Risk-based sampling: when and how NBs apply it
Because reviewing full clinical and analytical data for every single target may be impractical for very large panels, Team-NB supports a risk-based sampling approach—with clear guardrails.
- All Class D marker documentation is reviewed in full. Given their public health impact and the IVDR’s enhanced controls for Class D, NBs expect complete evidence per analyte at this class.
- Class C and B markers may be sampled using a documented, risk-based rationale. Sampling starts with highest-risk analytes and extends if deficiencies are found.
- The focus remains on the detection technology (e.g., chemistry/primer-probe design, signal generation, software algorithms, cut-off establishment, cross-talk controls), supported by representative per-analyte evidence that shows claims are justified and transferable across the panel.
NBs may expand the sample or update the sampling plan during the certification cycle if multiple deficiencies appear in the initial review. The NB’s conformity-assessment report should describe the sampling approach and rationale, including how representative analytes were chosen and how conclusions extend to the remaining targets.

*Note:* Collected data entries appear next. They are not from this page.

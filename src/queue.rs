//! The FIFO task queue.
//!
//! Deliberately **not** a self-synchronizing type: it is always accessed
//! while the owning [`crate::pool::TaskPool`] already holds its single
//! pool-wide mutex, matching §3's "exactly one mutex guards the queue and
//! the two condvars". Keeping the queue itself lock-free-of-its-own lets
//! push/pop/unlink be plain `VecDeque` operations instead of a second,
//! independently-contended critical section.

use std::collections::VecDeque;
use std::sync::Arc;

use crate::task::QueuedTask;

/// A strict FIFO of not-yet-claimed tasks.
#[derive(Default)]
pub(crate) struct TaskQueue {
    entries: VecDeque<Arc<dyn QueuedTask>>,
}

impl TaskQueue {
    pub(crate) fn push_back(&mut self, task: Arc<dyn QueuedTask>) {
        self.entries.push_back(task);
    }

    pub(crate) fn pop_front(&mut self) -> Option<Arc<dyn QueuedTask>> {
        self.entries.pop_front()
    }

    /// Removes and returns the first entry whose identity differs from
    /// `exclude`, preserving FIFO order for the remainder. Used by
    /// `work_force` to find cooperative work while waiting on a specific
    /// task.
    pub(crate) fn pop_front_excluding(&mut self, exclude: *const ()) -> Option<Arc<dyn QueuedTask>> {
        let pos = self.entries.iter().position(|t| t.identity() != exclude)?;
        self.entries.remove(pos)
    }

    /// Detaches the still-queued task with the given identity, wherever it
    /// sits in the queue. This is the "unlink" used by the steal primitive
    /// (§4.1): the remainder of the queue keeps its relative FIFO order.
    pub(crate) fn remove_by_identity(&mut self, id: *const ()) -> Option<Arc<dyn QueuedTask>> {
        let pos = self.entries.iter().position(|t| t.identity() == id)?;
        self.entries.remove(pos)
    }

    pub(crate) fn len(&self) -> usize {
        self.entries.len()
    }

    pub(crate) fn is_empty(&self) -> bool {
        self.entries.is_empty()
    }
}

// -----------------------------------------------------------------------------
// Tests

#[cfg(test)]
mod tests {
    use super::*;
    use crate::task::Task;

    #[test]
    fn fifo_order() {
        let mut q = TaskQueue::default();
        let a = Task::new(|| 1);
        let b = Task::new(|| 2);
        q.push_back(a.dyn_slot());
        q.push_back(b.dyn_slot());

        let first = q.pop_front().unwrap();
        assert!(std::ptr::eq(first.identity(), a.dyn_slot().identity()));
    }

    #[test]
    fn unlink_preserves_order_of_remainder() {
        let mut q = TaskQueue::default();
        let a = Task::new(|| 1);
        let b = Task::new(|| 2);
        let c = Task::new(|| 3);
        q.push_back(a.dyn_slot());
        q.push_back(b.dyn_slot());
        q.push_back(c.dyn_slot());

        let removed = q.remove_by_identity(b.dyn_slot().identity()).unwrap();
        assert!(std::ptr::eq(removed.identity(), b.dyn_slot().identity()));

        let first = q.pop_front().unwrap();
        assert!(std::ptr::eq(first.identity(), a.dyn_slot().identity()));
        let second = q.pop_front().unwrap();
        assert!(std::ptr::eq(second.identity(), c.dyn_slot().identity()));
    }
}
//! A fixed-size SMP task pool: one shared FIFO queue, N worker threads, a
//! caller-steal forcing protocol, and a handful of data-parallel
//! algorithms (`parallel`, `amap`, `map`/`async_buf`, `reduce`) built on
//! top of it.
//!
//! Start with [`pool::TaskPool`] and [`task::Task`] for the primitives, or
//! [`global::global_pool`] for the lazily-built process-wide default.

pub mod amap;
pub(crate) mod chunk;
pub mod error;
pub mod foreach;
pub mod global;
pub mod map;
pub mod pool;
pub(crate) mod queue;
pub mod reduce;
pub mod task;
pub mod wls;

pub use error::{AggregatedFault, ForeachBreak, PreconditionError};
pub use foreach::{parallel, parallel_indexed, recommended_work_unit, ForeachControl};
pub use global::{default_pool_threads, global_pool, set_default_pool_threads, total_cpus};
pub use map::{async_buf, map, AsyncBuf};
pub use pool::{Scope, ScopedTask, TaskPool, TaskPoolBuilder};
pub use reduce::{reduce, reduce2, reduce_seeded};
pub use task::{Task, TaskError, TaskState};
pub use wls::WorkerLocalStorage;

pub use amap::{amap, amap_into};
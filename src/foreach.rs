//! Parallel `foreach` (§4.1-§4.3): batched lazy submission of work units
//! over a range, via a small, fixed number of self-resubmitting "submitter"
//! tasks rather than one task per work unit.
//!
//! Each submitter claims the next not-yet-dispatched work unit from a
//! shared, lock-free cursor, runs the body over every index in it, and then
//! asks for another unit instead of settling to `Done` — exactly the
//! [`crate::task::TaskSlot::set_resubmitter`] cycle this module exists to
//! drive. Capping the submitter count at `2 * pool.size()` bounds the
//! number of live tasks at any moment to a small multiple of the worker
//! count, regardless of how many work units the range splits into.

use std::ops::Range;
use std::panic::{self, AssertUnwindSafe};
use std::sync::atomic::{AtomicBool, AtomicUsize, Ordering};
use std::sync::{Arc, Mutex};

use crate::error::{AggregatedFault, Fault, ForeachBreak, PreconditionError};
use crate::pool::TaskPool;
use crate::task::Task;

/// What a `parallel`/`parallel_indexed` body asks the driver to do next.
///
/// A plain `()`-returning body is always treated as [`ForeachControl::Continue`]
/// (see the blanket [`IntoForeachControl`] impl), so most callers never
/// need to name this type.
#[derive(Debug, Clone, Copy, PartialEq, Eq)]
pub enum ForeachControl {
    Continue,
    Break,
}

/// Lets a `parallel`/`parallel_indexed` body return either `()` or a
/// [`ForeachControl`], so a body can fall out of the loop early with a
/// literal `break`-shaped return value.
pub trait IntoForeachControl {
    fn into_foreach_control(self) -> ForeachControl;
}

impl IntoForeachControl for () {
    fn into_foreach_control(self) -> ForeachControl {
        ForeachControl::Continue
    }
}

impl IntoForeachControl for ForeachControl {
    fn into_foreach_control(self) -> ForeachControl {
        self
    }
}

struct Dispatcher {
    /// Next not-yet-claimed offset, relative to the range's own start.
    next: AtomicUsize,
    len: usize,
    work_unit: usize,
    broke: AtomicBool,
    /// Set by either a `Break` or a panicking work unit. Submission checks
    /// this (not `broke` alone) so that a fault stops new claims exactly
    /// like a `Break` does (§4.4: "on the first fault from any work unit,
    /// submission stops immediately"); `broke` is kept separate purely to
    /// decide which error type to report once everything has settled.
    stopped: AtomicBool,
    faults: Mutex<Vec<Fault>>,
}

impl Dispatcher {
    /// Atomically claims the next work unit, returning its `[start, end)`
    /// offsets (relative to the range's start), or `None` once the range is
    /// exhausted, a body has returned [`ForeachControl::Break`], or some
    /// work unit has already faulted.
    fn claim_unit(&self) -> Option<(usize, usize)> {
        if self.stopped.load(Ordering::Acquire) {
            return None;
        }
        loop {
            let start = self.next.load(Ordering::Acquire);
            if start >= self.len {
                return None;
            }
            let end = (start + self.work_unit).min(self.len);
            match self.next.compare_exchange(start, end, Ordering::AcqRel, Ordering::Acquire) {
                Ok(_) => return Some((start, end)),
                Err(_) => continue,
            }
        }
    }
}

fn run_unit<F, R>(body: &F, dispatcher: &Dispatcher, offsets: (usize, usize), range_start: usize)
where
    F: Fn(usize) -> R + Sync + Send,
    R: IntoForeachControl,
{
    let (start, end) = offsets;
    for offset in start..end {
        let index = range_start + offset;
        match panic::catch_unwind(AssertUnwindSafe(|| body(index))) {
            Ok(control) => {
                if control.into_foreach_control() == ForeachControl::Break {
                    dispatcher.broke.store(true, Ordering::Release);
                    dispatcher.stopped.store(true, Ordering::Release);
                    return;
                }
            }
            Err(fault) => {
                dispatcher.faults.lock().unwrap_or_else(|e| e.into_inner()).push(fault);
                // Stop new claims immediately, same as a Break: §4.4, "on
                // the first fault from any work unit, submission stops
                // immediately." Other in-flight units (already claimed by
                // other submitters) are left to run to completion, matching
                // ForeachBreak/AggregatedFault's "other faults are chained,
                // not dropped" contract.
                dispatcher.stopped.store(true, Ordering::Release);
                return;
            }
        }
    }
}

fn next_work<F, R>(
    dispatcher: Arc<Dispatcher>,
    body: Arc<F>,
    range_start: usize,
) -> impl FnMut() -> Option<Box<dyn FnOnce() + Send>>
where
    F: Fn(usize) -> R + Sync + Send + 'static,
    R: IntoForeachControl + 'static,
{
    move || {
        let offsets = dispatcher.claim_unit()?;
        let dispatcher = dispatcher.clone();
        let body = body.clone();
        Some(Box::new(move || run_unit(&*body, &dispatcher, offsets, range_start)) as Box<dyn FnOnce() + Send>)
    }
}

/// A reasonable default work-unit size: split the range into roughly
/// `4 * (pool.size() + 1)` pieces, so there is enough batching that a
/// submitter task's overhead is amortized, but enough pieces that a slow
/// unit doesn't leave other workers idle for long.
pub fn recommended_work_unit(pool: &TaskPool, len: usize) -> usize {
    let pieces = 4 * (pool.size() + 1);
    (len / pieces).max(1)
}

/// Runs `body(i)` for every `i` in `range`, in work units of `work_unit`
/// indices at a time, across `pool`'s workers.
///
/// Returns `Err` only for a bad `work_unit`; a panicking or
/// [`ForeachControl::Break`]-returning body instead surfaces by panicking
/// with an [`AggregatedFault`] or [`ForeachBreak`] once every in-flight unit
/// has settled.
pub fn parallel_indexed<F, R>(pool: &TaskPool, range: Range<usize>, work_unit: usize, body: F) -> Result<(), PreconditionError>
where
    F: Fn(usize) -> R + Sync + Send + 'static,
    R: IntoForeachControl + 'static,
{
    if work_unit == 0 {
        return Err(PreconditionError::ZeroWorkUnit);
    }
    let len = range.end.saturating_sub(range.start);
    if len == 0 {
        return Ok(());
    }

    if pool.size() == 0 {
        // Degenerate pool: nothing to submit to: run serially on the
        // caller's own thread, same as caller-steal would end up doing
        // anyway, minus the submission overhead.
        for i in range {
            if body(i).into_foreach_control() == ForeachControl::Break {
                break;
            }
        }
        return Ok(());
    }

    let dispatcher = Arc::new(Dispatcher {
        next: AtomicUsize::new(0),
        len,
        work_unit,
        broke: AtomicBool::new(false),
        stopped: AtomicBool::new(false),
        faults: Mutex::new(Vec::new()),
    });
    let body = Arc::new(body);

    let submitter_cap = 2 * pool.size();
    let mut submitters = Vec::with_capacity(submitter_cap);
    for _ in 0..submitter_cap {
        let mut next = next_work(dispatcher.clone(), body.clone(), range.start);
        let Some(first) = next() else { break };
        let task: Task<()> = Task::new(first);
        task.set_resubmitter(next);
        pool.submit_existing(&task).expect("pool backing parallel_indexed stopped running mid-call");
        submitters.push(task);
    }

    for task in submitters {
        task.work_force();
    }

    let broke = dispatcher.broke.load(Ordering::Acquire);
    let faults = std::mem::take(&mut *dispatcher.faults.lock().unwrap_or_else(|e| e.into_inner()));
    if broke {
        ForeachBreak { other: faults }.resume();
    }
    if let Some(aggregated) = AggregatedFault::from_faults(faults) {
        aggregated.resume();
    }
    Ok(())
}

/// Like [`parallel_indexed`], but `body` receives an element reference
/// rather than a bare index. `items` is an [`Arc`] rather than a borrowed
/// slice because submitter tasks must be able to outlive the calling
/// stack frame between work-unit cycles; share a slice this way instead of
/// cloning it per item. Use [`crate::pool::TaskPool::scope`] directly if a
/// true borrow is required.
pub fn parallel<T, F, R>(pool: &TaskPool, items: Arc<[T]>, work_unit: usize, body: F) -> Result<(), PreconditionError>
where
    T: Sync + Send + 'static,
    F: Fn(&T) -> R + Sync + Send + 'static,
    R: IntoForeachControl + 'static,
{
    let len = items.len();
    parallel_indexed(pool, 0..len, work_unit, move |i| body(&items[i]))
}

#[cfg(test)]
mod tests {
    use super::*;

    #[test]
    fn zero_work_unit_is_rejected() {
        let pool = TaskPool::with_threads(2);
        let err = parallel_indexed(&pool, 0..10, 0, |_| ());
        assert!(matches!(err, Err(PreconditionError::ZeroWorkUnit)));
    }

    #[test]
    fn empty_range_is_a_no_op() {
        let pool = TaskPool::with_threads(2);
        assert!(parallel_indexed(&pool, 5..5, 4, |_| panic!("never called")).is_ok());
    }

    #[test]
    fn visits_every_index_exactly_once() {
        let pool = TaskPool::with_threads(4);
        let hits: Arc<[AtomicUsize]> = (0..1000).map(|_| AtomicUsize::new(0)).collect();
        {
            let hits = hits.clone();
            parallel_indexed(&pool, 0..1000, 7, move |i| {
                hits[i].fetch_add(1, Ordering::SeqCst);
            })
            .unwrap();
        }
        assert!(hits.iter().all(|h| h.load(Ordering::SeqCst) == 1));
    }

    #[test]
    fn degenerate_pool_runs_serially() {
        let pool = TaskPool::with_threads(0);
        let sum = Arc::new(std::sync::Mutex::new(0usize));
        {
            let sum = sum.clone();
            parallel_indexed(&pool, 0..100, 10, move |i| {
                *sum.lock().unwrap() += i;
            })
            .unwrap();
        }
        assert_eq!(*sum.lock().unwrap(), (0..100).sum());
    }

    #[test]
    #[should_panic(expected = "task(s) failed")]
    fn a_panicking_unit_surfaces_as_an_aggregated_fault() {
        let pool = TaskPool::with_threads(2);
        parallel_indexed(&pool, 0..20, 2, |i| {
            if i == 10 {
                panic!("boom");
            }
        })
        .unwrap();
    }

    #[test]
    fn a_panicking_unit_stops_new_submissions() {
        // §4.4: "on the first fault from any work unit, submission stops
        // immediately" — a panic must halt dispatch exactly like `Break`
        // does, not just abort its own work unit while submitters keep
        // claiming the rest of the range.
        let pool = TaskPool::with_threads(2);
        let calls = Arc::new(AtomicUsize::new(0));
        let calls2 = calls.clone();
        let result = panic::catch_unwind(AssertUnwindSafe(|| {
            parallel_indexed(&pool, 0..1_000_000, 1, move |i| {
                calls2.fetch_add(1, Ordering::SeqCst);
                if i == 0 {
                    panic!("boom");
                }
            })
            .unwrap();
        }));
        assert!(result.is_err());
        assert!(calls.load(Ordering::SeqCst) < 1_000_000);
    }

    #[test]
    #[should_panic(expected = "broke out")]
    fn breaking_stops_new_submissions() {
        let pool = TaskPool::with_threads(2);
        parallel_indexed(&pool, 0..1000, 4, |i| {
            if i == 500 { ForeachControl::Break } else { ForeachControl::Continue }
        })
        .unwrap();
    }

    #[test]
    fn parallel_over_a_shared_slice() {
        let pool = TaskPool::with_threads(2);
        let items: Arc<[i32]> = (0..50).collect::<Vec<_>>().into();
        let total = Arc::new(std::sync::atomic::AtomicI64::new(0));
        {
            let total = total.clone();
            parallel(&pool, items, 5, move |&x| {
                total.fetch_add(x as i64, Ordering::SeqCst);
            })
            .unwrap();
        }
        assert_eq!(total.load(Ordering::SeqCst), (0..50).sum::<i32>() as i64);
    }
}
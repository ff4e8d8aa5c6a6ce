//! Parallel reduce (§4.7): split `[0, L)` into `pool.size()`-ish contiguous
//! chunks, left-fold each chunk independently, then fold the partial
//! results serially in submission order with the same operator.
//!
//! The serial final fold is what lets this accept a merely *associative*
//! (not necessarily commutative) operator: the chunk results are combined
//! with the exact same `op` that folded each chunk, so `op` only ever sees
//! two `T`s at a time — never a chunk-local accumulator of a different
//! shape than the elements it folds.

use crate::chunk;
use crate::error::PreconditionError;
use crate::pool::TaskPool;

/// Reduces `input` with an associative `op`, starting from `seed`.
///
/// Valid (and not a precondition fault) for an empty `input`: there is
/// nothing to fold, so the seed is returned unchanged. See [`reduce`] for
/// the unseeded form, which instead seeds from `input`'s own first element.
pub fn reduce_seeded<T, Op>(pool: &TaskPool, input: &[T], seed: T, op: Op) -> T
where
    T: Sync + Send + Clone,
    Op: Fn(T, T) -> T + Sync,
{
    if input.is_empty() {
        return seed;
    }
    if pool.size() == 0 {
        return input.iter().cloned().fold(seed, &op);
    }

    let partials: Vec<T> = pool.scope(|s| {
        let handles: Vec<_> = chunk::bounds(input.len(), pool.size())
            .into_iter()
            .map(|(start, end)| {
                let slice = &input[start..end];
                let op = &op;
                let seed = seed.clone();
                s.spawn(move || slice.iter().cloned().fold(seed, op))
            })
            .collect();
        handles.into_iter().map(|h| h.spin_force()).collect()
    });

    partials.into_iter().fold(seed, &op)
}

/// Reduces `input` with an associative `op`, seeded with its own first
/// element when `input` is non-empty.
///
/// Fails with [`PreconditionError::EmptyReduce`] for an empty `input` —
/// there is no element to seed from and no operator identity to fall back
/// on (use [`reduce_seeded`] if one is available).
pub fn reduce<T, Op>(pool: &TaskPool, input: &[T], op: Op) -> Result<T, PreconditionError>
where
    T: Sync + Send + Clone,
    Op: Fn(T, T) -> T + Sync,
{
    let Some((first, rest)) = input.split_first() else {
        return Err(PreconditionError::EmptyReduce);
    };
    if rest.is_empty() || pool.size() == 0 {
        return Ok(rest.iter().cloned().fold(first.clone(), &op));
    }

    let partials: Vec<T> = pool.scope(|s| {
        let handles: Vec<_> = chunk::bounds(input.len(), pool.size())
            .into_iter()
            .map(|(start, end)| {
                let slice = &input[start..end];
                let op = &op;
                s.spawn(move || {
                    let (head, tail) = slice.split_first().expect("chunk bounds never produce an empty slice");
                    tail.iter().cloned().fold(head.clone(), op)
                })
            })
            .collect();
        handles.into_iter().map(|h| h.spin_force()).collect()
    });

    let mut iter = partials.into_iter();
    let seed = iter.next().expect("at least one chunk exists for a non-empty input");
    Ok(iter.fold(seed, &op))
}

/// Folds two independent operators over the same input in one pass, e.g.
/// simultaneous sum and product:
/// `reduce2(pool, xs, 0, |a, b| a + b, 1, |a, b| a * b)`. See §4.7 — an
/// `N`-ary generalization needs const generics this crate does not reach
/// for; additional fixed arities would follow the same pattern (recorded
/// as an Open Question in DESIGN.md).
pub fn reduce2<T, Op1, Op2>(pool: &TaskPool, input: &[T], seed1: T, op1: Op1, seed2: T, op2: Op2) -> (T, T)
where
    T: Sync + Send + Clone,
    Op1: Fn(T, T) -> T + Sync,
    Op2: Fn(T, T) -> T + Sync,
{
    if input.is_empty() {
        return (seed1, seed2);
    }
    if pool.size() == 0 {
        let a = input.iter().cloned().fold(seed1, &op1);
        let b = input.iter().cloned().fold(seed2, &op2);
        return (a, b);
    }

    let partials: Vec<(T, T)> = pool.scope(|s| {
        let handles: Vec<_> = chunk::bounds(input.len(), pool.size())
            .into_iter()
            .map(|(start, end)| {
                let slice = &input[start..end];
                let op1 = &op1;
                let op2 = &op2;
                let seed1 = seed1.clone();
                let seed2 = seed2.clone();
                s.spawn(move || {
                    let a = slice.iter().cloned().fold(seed1, op1);
                    let b = slice.iter().cloned().fold(seed2, op2);
                    (a, b)
                })
            })
            .collect();
        handles.into_iter().map(|h| h.spin_force()).collect()
    });

    partials.into_iter().fold((seed1, seed2), |(acc1, acc2), (p1, p2)| (op1(acc1, p1), op2(acc2, p2)))
}

#[cfg(test)]
mod tests {
    use super::*;

    #[test]
    fn sum_matches_serial_fold() {
        let pool = TaskPool::with_threads(4);
        let xs = vec![1, 2, 3, 4];
        assert_eq!(reduce(&pool, &xs, |a, b| a + b).unwrap(), 10);
    }

    #[test]
    fn two_operators_run_in_one_pass() {
        let pool = TaskPool::with_threads(4);
        let xs = vec![1, 2, 3, 4];
        let (sum, product) = reduce2(&pool, &xs, 0i64, |a, b| a + b, 1i64, |a, b| a * b);
        assert_eq!((sum, product), (10, 24));
    }

    #[test]
    fn empty_input_without_seed_is_a_precondition_fault() {
        let pool = TaskPool::with_threads(2);
        let xs: Vec<i32> = Vec::new();
        assert!(matches!(reduce(&pool, &xs, |a, b| a + b), Err(PreconditionError::EmptyReduce)));
    }

    #[test]
    fn empty_input_with_seed_returns_the_seed() {
        let pool = TaskPool::with_threads(2);
        let xs: Vec<i32> = Vec::new();
        assert_eq!(reduce_seeded(&pool, &xs, 0, |a, b| a + b), 0);
    }

    #[test]
    fn degenerate_pool_folds_serially() {
        let pool = TaskPool::with_threads(0);
        let xs: Vec<i32> = (1..=100).collect();
        assert_eq!(reduce(&pool, &xs, |a, b| a + b).unwrap(), (1..=100).sum());
    }

    #[test]
    fn non_commutative_operator_preserves_source_order() {
        let pool = TaskPool::with_threads(4);
        // String concatenation is associative but not commutative: a
        // correct reduce must still read "abcdefgh" in this exact order.
        let xs: Vec<String> = "abcdefgh".chars().map(|c| c.to_string()).collect();
        let joined = reduce_seeded(&pool, &xs, String::new(), |mut acc, s| {
            acc.push_str(&s);
            acc
        });
        assert_eq!(joined, "abcdefgh");
    }

    #[test]
    fn single_element_input() {
        let pool = TaskPool::with_threads(4);
        let xs = vec![42];
        assert_eq!(reduce(&pool, &xs, |a, b| a + b).unwrap(), 42);
    }

    #[test]
    fn work_unit_not_evenly_dividing_length() {
        let pool = TaskPool::with_threads(3);
        let xs: Vec<i32> = (1..=37).collect();
        assert_eq!(reduce(&pool, &xs, |a, b| a + b).unwrap(), (1..=37).sum());
    }
}
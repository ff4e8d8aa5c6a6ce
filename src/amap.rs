//! Eager parallel map (§4.4): apply `f` to every element of a slice right
//! now, across `pool`'s workers, either returning a freshly-allocated
//! `Vec<U>` or writing into a caller-provided output buffer.
//!
//! Built on [`crate::pool::TaskPool::scope`] rather than the batched
//! submitter used by [`crate::foreach`]: the chunk count here is already
//! bounded by `pool.size()`, so there is no need for a self-resubmitting
//! driver — one scoped task per chunk is already O(pool size) tasks.

use crate::chunk;
use crate::error::PreconditionError;
use crate::pool::TaskPool;

/// Maps `f` over `input`, returning the results in a freshly-allocated
/// `Vec` in input order.
pub fn amap<T, U, F>(pool: &TaskPool, input: &[T], f: F) -> Vec<U>
where
    T: Sync,
    U: Send + 'static,
    F: Fn(&T) -> U + Sync,
{
    if input.is_empty() {
        return Vec::new();
    }
    if pool.size() == 0 {
        return input.iter().map(|x| f(x)).collect();
    }

    pool.scope(|s| {
        let handles: Vec<_> = chunk::bounds(input.len(), pool.size())
            .into_iter()
            .map(|(start, end)| {
                let slice = &input[start..end];
                let f = &f;
                s.spawn(move || slice.iter().map(f).collect::<Vec<U>>())
            })
            .collect();
        handles.into_iter().flat_map(|h| h.spin_force()).collect()
    })
}

/// Like [`amap`], but writes results into `output` in place instead of
/// allocating. `output` must have the same length as `input`.
pub fn amap_into<T, U, F>(pool: &TaskPool, input: &[T], output: &mut [U], f: F) -> Result<(), PreconditionError>
where
    T: Sync,
    U: Send,
    F: Fn(&T) -> U + Sync,
{
    if output.len() != input.len() {
        return Err(PreconditionError::WrongBufferLength { expected: input.len(), actual: output.len() });
    }
    if input.is_empty() {
        return Ok(());
    }
    if pool.size() == 0 {
        for (slot, x) in output.iter_mut().zip(input.iter()) {
            *slot = f(x);
        }
        return Ok(());
    }

    pool.scope(|s| {
        let mut remaining = output;
        let handles: Vec<_> = chunk::bounds(input.len(), pool.size())
            .into_iter()
            .map(|(start, end)| {
                let width = end - start;
                let (chunk_out, rest) = remaining.split_at_mut(width);
                remaining = rest;
                let chunk_in = &input[start..end];
                let f = &f;
                s.spawn(move || {
                    for (slot, x) in chunk_out.iter_mut().zip(chunk_in.iter()) {
                        *slot = f(x);
                    }
                })
            })
            .collect();
        for handle in handles {
            handle.spin_force();
        }
    });
    Ok(())
}

#[cfg(test)]
mod tests {
    use super::*;

    #[test]
    fn maps_every_element_in_order() {
        let pool = TaskPool::with_threads(4);
        let input: Vec<i32> = (0..200).collect();
        let output = amap(&pool, &input, |x| x * 2);
        assert_eq!(output, input.iter().map(|x| x * 2).collect::<Vec<_>>());
    }

    #[test]
    fn empty_input_maps_to_empty_output() {
        let pool = TaskPool::with_threads(4);
        let input: Vec<i32> = Vec::new();
        assert!(amap(&pool, &input, |x| *x).is_empty());
    }

    #[test]
    fn degenerate_pool_maps_serially() {
        let pool = TaskPool::with_threads(0);
        let input: Vec<i32> = (0..50).collect();
        let output = amap(&pool, &input, |x| x + 1);
        assert_eq!(output, input.iter().map(|x| x + 1).collect::<Vec<_>>());
    }

    #[test]
    fn amap_into_rejects_a_mismatched_buffer() {
        let pool = TaskPool::with_threads(2);
        let input = vec![1, 2, 3];
        let mut output = vec![0; 2];
        let err = amap_into(&pool, &input, &mut output, |x| *x);
        assert!(matches!(err, Err(PreconditionError::WrongBufferLength { expected: 3, actual: 2 })));
    }

    #[test]
    fn amap_into_writes_in_place() {
        let pool = TaskPool::with_threads(3);
        let input: Vec<i32> = (0..97).collect();
        let mut output = vec![0; 97];
        amap_into(&pool, &input, &mut output, |x| x * x).unwrap();
        assert_eq!(output, input.iter().map(|x| x * x).collect::<Vec<_>>());
    }
}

What your Technical Documentation must make easy
Team-NB repeatedly finds delays when evidence is missing or hard to locate. Manufacturers of multiplex IVDs should ensure that the TD:
- Maps every claimed analyte to traceable evidence (analytical performance, clinical performance or clinical evidence strategy) and clearly distinguishes sampled vs. fully reviewed targets.
- Explains transferability of evidence across the panel (e.g., shared technology, common reagent design, shared validation strategy) and justifies cut-offs and decision rules for each analyte category.
- Aligns the intended purpose with labelling/IFU and Performance Evaluation Report (PER) conclusions; discrepancies trigger NB questions.
- Includes a PMPF plan proportionate to residual uncertainty, with triggers to widen surveillance to additional analytes if signals appear.
For structure and completeness across Annex II/III items (including GSPR mapping, verification/validation reports, and PMS/PMPF files), Team-NB’s broader best-practice guidance for technical documentation is a useful companion.
Class D special considerations
Where the panel includes Class D analytes (e.g., certain blood-screening or high-consequence infectious markers), plan for EURL involvement where applicable and for full analyte-specific review—no sampling. Batch/lot verification or independent performance checks may be required once EU Reference Laboratories (EURLs) are designated for the relevant scope.
Bottom line for manufacturers
Multiplex panels can win on clinical utility and workflow efficiency, but under IVDR they succeed only when the technology narrative, per-analyte evidence, and a defensible sampling rationale fit together. Build your dossier so an NB reviewer can follow the logic for each claim, see how representative analytes anchor the panel, and understand how PMPF will continue to de-risk performance across all targets after certification.